2、文化发展繁盛期——汉唐至北宋时期。因为生产力水平的提高,这一时期淮河流域经济有了较大的发展,唐后期甚至成为国家经济支柱,所谓“天下以江淮为国命”。经济大发展带来文化的大繁荣,出现了一大批文化巨人,构成中古中国文化灿烂辉煌的篇章。例如:一是道学在汉代续有发展,黄老学说成为西汉前期治理国家的指导思想,在此基础上出现了道家又一集大成的作品《淮南子》。二是出现了不少世家大族,如龙亢与铚县的两支桓氏、庐江何氏、谯郡曹氏与夏侯氏、相县的刘氏与陈氏、寿州吕氏等等,这些大族不仅在政治上颇有作为,文化上也各有成就,培育了许多文人干才,留下了大量的文化瑰宝,成为这一时期文化建设的堡垒。三是造就出了曹操这样文才治功集于一身、卓绝古今的奇才,中国历史上政治军事方面大有作为、文学上也能开创新局面引领一个时代的大才,曹操而外迄未之见。四是这一时期著名的文化人才群体,如汝颍奇士、谯沛俊彦、竹林群贤、建安文学等,多贯籍于这一地区。

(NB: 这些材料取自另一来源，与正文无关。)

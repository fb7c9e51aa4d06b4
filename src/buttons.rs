//! The fixed controller layout shared by every player slot.
//!
//! A [`ButtonVector`] is always fully populated: every button is either
//! pressed or released, there are no partial vectors. Edges between two
//! vectors are produced in the canonical [`Button::ALL`] order so that two
//! peers applying the same vectors issue identical call sequences.

use std::fmt;
use std::str::FromStr;

use serde::{Deserialize, Serialize};

use crate::error::{NetplayError, ProtocolViolationKind};

/// A single controller button.
#[derive(Debug, Clone, Copy, PartialEq, Eq, PartialOrd, Ord, Hash, Serialize, Deserialize)]
#[serde(rename_all = "UPPERCASE")]
pub enum Button {
    /// The A button.
    A,
    /// The B button.
    B,
    /// The SELECT button.
    Select,
    /// The START button.
    Start,
    /// D-pad up.
    Up,
    /// D-pad down.
    Down,
    /// D-pad left.
    Left,
    /// D-pad right.
    Right,
}

impl Button {
    /// Number of buttons on the controller.
    pub const COUNT: usize = 8;

    /// Every button, in the order edges are applied.
    pub const ALL: [Button; Button::COUNT] = [
        Button::A,
        Button::B,
        Button::Select,
        Button::Start,
        Button::Up,
        Button::Down,
        Button::Left,
        Button::Right,
    ];

    /// The four directions of the d-pad.
    pub const DIRECTIONS: [Button; 4] = [Button::Up, Button::Down, Button::Left, Button::Right];

    /// Position of this button in [`Button::ALL`].
    #[inline]
    #[must_use]
    pub const fn index(self) -> usize {
        self as usize
    }

    /// The wire name of this button.
    #[must_use]
    pub const fn name(self) -> &'static str {
        match self {
            Self::A => "A",
            Self::B => "B",
            Self::Select => "SELECT",
            Self::Start => "START",
            Self::Up => "UP",
            Self::Down => "DOWN",
            Self::Left => "LEFT",
            Self::Right => "RIGHT",
        }
    }
}

impl fmt::Display for Button {
    fn fmt(&self, f: &mut fmt::Formatter<'_>) -> fmt::Result {
        f.write_str(self.name())
    }
}

impl FromStr for Button {
    type Err = NetplayError;

    fn from_str(s: &str) -> Result<Self, Self::Err> {
        Button::ALL
            .into_iter()
            .find(|button| button.name() == s)
            .ok_or_else(|| {
                ProtocolViolationKind::UnknownButton {
                    name: s.to_owned(),
                }
                .into()
            })
    }
}

/// A press or release transition.
#[derive(Debug, Clone, Copy, PartialEq, Eq, Hash)]
pub enum Edge {
    /// The button went down.
    Pressed,
    /// The button went up.
    Released,
}

impl Edge {
    /// The edge that leads to `pressed`.
    #[inline]
    #[must_use]
    pub const fn to(pressed: bool) -> Self {
        if pressed {
            Self::Pressed
        } else {
            Self::Released
        }
    }

    /// Returns `true` for [`Edge::Pressed`].
    #[inline]
    #[must_use]
    pub const fn is_pressed(self) -> bool {
        matches!(self, Self::Pressed)
    }
}

/// The state of every button of one controller.
///
/// Serialized with upper-case button names (`{"A":false,"UP":true,...}`).
///
/// # Examples
///
/// ```
/// use netplay_lockstep::{Button, ButtonVector, Edge};
///
/// let held = ButtonVector::NEUTRAL.with(Button::A).with(Button::Left);
/// let next = ButtonVector::NEUTRAL.with(Button::A).with(Button::Right);
///
/// let edges: Vec<_> = held.edges_to(&next).collect();
/// assert_eq!(edges, vec![(Button::Left, Edge::Released), (Button::Right, Edge::Pressed)]);
/// ```
#[derive(Debug, Default, Clone, Copy, PartialEq, Eq, Hash, Serialize, Deserialize)]
#[serde(rename_all = "UPPERCASE")]
pub struct ButtonVector {
    /// The A button.
    pub a: bool,
    /// The B button.
    pub b: bool,
    /// D-pad up.
    pub up: bool,
    /// D-pad down.
    pub down: bool,
    /// D-pad left.
    pub left: bool,
    /// D-pad right.
    pub right: bool,
    /// The START button.
    pub start: bool,
    /// The SELECT button.
    pub select: bool,
}

impl ButtonVector {
    /// Every button released.
    pub const NEUTRAL: ButtonVector = ButtonVector {
        a: false,
        b: false,
        up: false,
        down: false,
        left: false,
        right: false,
        start: false,
        select: false,
    };

    /// Returns whether `button` is pressed.
    #[must_use]
    pub const fn get(&self, button: Button) -> bool {
        match button {
            Button::A => self.a,
            Button::B => self.b,
            Button::Select => self.select,
            Button::Start => self.start,
            Button::Up => self.up,
            Button::Down => self.down,
            Button::Left => self.left,
            Button::Right => self.right,
        }
    }

    /// Sets the state of `button`.
    pub fn set(&mut self, button: Button, pressed: bool) {
        let field = match button {
            Button::A => &mut self.a,
            Button::B => &mut self.b,
            Button::Select => &mut self.select,
            Button::Start => &mut self.start,
            Button::Up => &mut self.up,
            Button::Down => &mut self.down,
            Button::Left => &mut self.left,
            Button::Right => &mut self.right,
        };
        *field = pressed;
    }

    /// Returns a copy with `button` pressed.
    #[must_use]
    pub fn with(mut self, button: Button) -> Self {
        self.set(button, true);
        self
    }

    /// Returns `true` if no button is pressed.
    #[must_use]
    pub fn is_neutral(&self) -> bool {
        *self == Self::NEUTRAL
    }

    /// Iterates over the pressed buttons in canonical order.
    pub fn pressed(&self) -> impl Iterator<Item = Button> {
        let vector = *self;
        Button::ALL.into_iter().filter(move |b| vector.get(*b))
    }

    /// Iterates over the transitions that turn `self` into `next`, in
    /// canonical button order.
    pub fn edges_to(&self, next: &ButtonVector) -> impl Iterator<Item = (Button, Edge)> {
        let (from, to) = (*self, *next);
        Button::ALL.into_iter().filter_map(move |button| {
            let (had, want) = (from.get(button), to.get(button));
            (had != want).then_some((button, Edge::to(want)))
        })
    }

    /// Packs the vector into one byte, bit `i` being `Button::ALL[i]`.
    #[must_use]
    pub fn bits(&self) -> u8 {
        self.pressed()
            .fold(0u8, |bits, button| bits | (1 << button.index()))
    }

    /// Inverse of [`ButtonVector::bits`].
    #[must_use]
    pub fn from_bits(bits: u8) -> Self {
        let mut vector = Self::NEUTRAL;
        for button in Button::ALL {
            vector.set(button, bits & (1 << button.index()) != 0);
        }
        vector
    }
}

#[cfg(test)]
#[allow(
    clippy::panic,
    clippy::unwrap_used,
    clippy::expect_used,
    clippy::indexing_slicing
)]
mod tests {
    use super::*;

    #[test]
    fn button_names_round_trip_through_from_str() {
        for button in Button::ALL {
            assert_eq!(button.name().parse::<Button>().unwrap(), button);
        }
    }

    #[test]
    fn unknown_button_name_is_a_protocol_error() {
        let err = "TURBO".parse::<Button>().unwrap_err();
        assert!(matches!(
            err,
            NetplayError::InputProtocol {
                kind: ProtocolViolationKind::UnknownButton { .. }
            }
        ));
    }

    #[test]
    fn canonical_order_matches_index() {
        for (i, button) in Button::ALL.iter().enumerate() {
            assert_eq!(button.index(), i);
        }
    }

    #[test]
    fn edges_follow_canonical_order() {
        let from = ButtonVector::NEUTRAL.with(Button::Right).with(Button::Start);
        let to = ButtonVector::NEUTRAL.with(Button::A).with(Button::Up);
        let edges: Vec<_> = from.edges_to(&to).collect();
        assert_eq!(
            edges,
            vec![
                (Button::A, Edge::Pressed),
                (Button::Start, Edge::Released),
                (Button::Up, Edge::Pressed),
                (Button::Right, Edge::Released),
            ]
        );
    }

    #[test]
    fn identical_vectors_produce_no_edges() {
        let v = ButtonVector::NEUTRAL.with(Button::B);
        assert_eq!(v.edges_to(&v).count(), 0);
    }

    #[test]
    fn bits_cover_every_button() {
        let all = Button::ALL
            .into_iter()
            .fold(ButtonVector::NEUTRAL, ButtonVector::with);
        assert_eq!(all.bits(), 0xFF);
        assert_eq!(ButtonVector::from_bits(0b0000_0101), {
            ButtonVector::NEUTRAL.with(Button::A).with(Button::Select)
        });
    }

    #[test]
    fn json_uses_upper_case_names() {
        let v = ButtonVector::NEUTRAL.with(Button::Up);
        let json = serde_json::to_string(&v).unwrap();
        assert!(json.contains(r#""UP":true"#));
        assert!(json.contains(r#""SELECT":false"#));
        assert_eq!(serde_json::to_string(&Button::Select).unwrap(), r#""SELECT""#);
    }
}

3、文化衰落变异期——南宋至民国时期。 1125年金人南下灭宋,赵构在江南建立新政权,史称南宋。金亡后蒙古人与南宋继续战争,元朝末年、明末清初与民国时期,淮河流域战争不断、动乱不止。与此同时,黄河开始经常南泛,尤其是1194年黄河决口,河水南下灌注于淮河以北诸支流,形成黄河夺淮入海的局面,淹没大片的土地庄稼与城乡聚落,造成淮域人民年年“跑水反”。兵连祸结与干旱洪涝等持续不断地影响着淮河流域,社会与自然环境遭到严重破坏,经济发展停止甚至倒退,人民食不果腹,生活穷极无聊。文教事业不能正常开展,“方是时(南宋),淮以北举不知有全书”。尚武之风盛行,老百姓宁愿带刀护身,不愿买犊生产,渐渐形成了所谓的“贫困文化”,如知足常乐、安贫乐道、听天由命、重义轻利、得过且过、好逸恶劳、好吃懒做、轻死易斗等心理意识。以凤阳花鼓为代表的“淮风”或“五花艺术”(即凤阳花鼓、长淮花鼓、中都花落、怀远花鼓、城西花棍),是灾害之年淮河人奔走四方而作的乞讨之歌,本质上是苦难艺术、乞丐艺术。
二、对安徽淮河流域历史文化与影响的省思
不同时代人们对于生存与发展的认识有异,这就形成各个时代的内在追求与精神趋向的差别。历史环境若适合其内在精神的抒发畅达,则其文化创造就表现为生机盎然、蓬勃向上;相反,当历史环境与其内在追求不谐,社会发展与文化创造就衰微败落。以此,我们把淮河流域的历史文化发展又分为两大阶段,即南宋以前的繁荣昌盛时期和以后的衰微败落时期。前期文化的内在精神可以用“内观”与“自省”来形容。 “仁义者自完之道,非进取之术也”,所以讲道义、重省察的文化在这一时期有了较大发展。其时社会发展水平都不高,人们更愿意把精神的满足与内在的充实作为主要追求,因而出现了“不患寡而患不均”的思想和对“安贫乐道”的颂扬,人性、道义成为这个时代的文化主旋律。可以看出这一时期的历史环境是适宜于这种精神的抒发畅达的,因而文化上表现出了繁盛的特点。宋以后社会开始注重事功与财富,“外游”与“进取”成为这个时代的追求与发展方向。然而,淮河流域此后却进入了黄河不断南犯的时期,“大雨大灾,小雨小灾,无雨旱灾”,加上战争持续不断,都不利于“进取”精神的展开,因而文化上也就没有特别的建树,反而形成“贫困文化”这样不利的人文环境。 《列子·仲尼》说:“内观者取足于身,游之至也;外游者求备于物,游之不至也。 ”这是列子教人内观自省、不要妄求身外之物,正可以说明两个时代的精神追求。早期社会内观自省,人们向内追求用功夫,外部环境与之协和,因而“游之至也”,文化上表现出了繁荣的景象。宋以后“求备于物”,而外在环境不利于它的展开,因而“游之不至也”,再也没有出现老庄那样“以道观之”的思想巨人。历史的步伐又走到了一个新的驿站,这就是“求备于物”的时期。物之不济,文化发展没有社会经济基础,衰败就难免了。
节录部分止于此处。